A. Sequence of wild type RhoA element highlighting the presence of the Sens, Exd, Hth, and Hox binding sites. The red nucleotides denote a mis-match to the consensus Sens binding site. The SensS sequence is shown. B. Gel shift assays showing that Ato and Da do not bind RhoA. The Ato and Da proteins are able to bind a positive control probe (AtoRE). C. Gel shift assays showing that Ato and Da significantly decrease the ability of Sens to bind RhoA but not the optimized SensS probe. D. Gel shift assays showing that Ato and Da have no significant effect on Exd/Hth or Exd/Hth/Abd-A binding to RhoA. E-E’. Lateral view of a stage 11 RhoAAA_SensS-lacZ embryo immunostained for β-gal (green) and Abd-A (purple) revealing that strengthening of the Sens site in all three copies of RhoA results in decreased β-gal activity in the abdomen.
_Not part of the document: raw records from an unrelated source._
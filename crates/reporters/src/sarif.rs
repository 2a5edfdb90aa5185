//! Conversion of findings to SARIF 2.1.0 specification.

use findings::{Finding, Severity};
use serde_sarif::sarif;

pub fn to_sarif(findings: &[Finding]) -> sarif::Sarif {
    let results: Vec<sarif::Result> = findings
        .iter()
        .map(|f| {
            let uri = f
                .file
                .as_ref()
                .map(|p| p.display().to_string())
                .unwrap_or_else(|| "unknown".to_string());
            let location = sarif::Location::builder()
                .physical_location(
                    sarif::PhysicalLocation::builder()
                        .artifact_location(sarif::ArtifactLocation::builder().uri(uri).build())
                        .region(
                            sarif::Region::builder()
                                // SARIF requires a 1-based line
                                .start_line(f.line.unwrap_or(1) as i64)
                                .build(),
                        )
                        .build(),
                )
                .build();

            let level = match f.severity {
                Severity::Low => sarif::ResultLevel::Note,
                Severity::Medium => sarif::ResultLevel::Warning,
                Severity::High => sarif::ResultLevel::Error,
                Severity::Critical => sarif::ResultLevel::Error,
            };

            sarif::Result::builder()
                .rule_id(f.rule_id.clone())
                .message(sarif::Message::builder().text(f.message.clone()).build())
                .level(level)
                .locations(vec![location])
                .build()
        })
        .collect();

    sarif::Sarif::builder()
        .version(serde_json::json!("2.1.0"))
        .schema(sarif::SCHEMA_URL.to_string())
        .runs(vec![sarif::Run::builder()
            .tool(
                sarif::Tool::builder()
                    // Remedium is the tool name emitted in SARIF reports.
                    .driver(sarif::ToolComponent::builder().name("Remedium").build())
                    .build(),
            )
            .results(results)
            .build()])
        .build()
}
F-F’’’. Lateral view of three abdominal PrdG4;UAS-Ato;UAS-GFP segments (stage 11) immunostained for β-gal (green), GFP (blue), and Ato (red). Note that while GFP is detected in the β-gal positive C1 cells, Ato expression is low (arrows). However, Ato protein is detected in many other cells of the PrdG4-on stripe.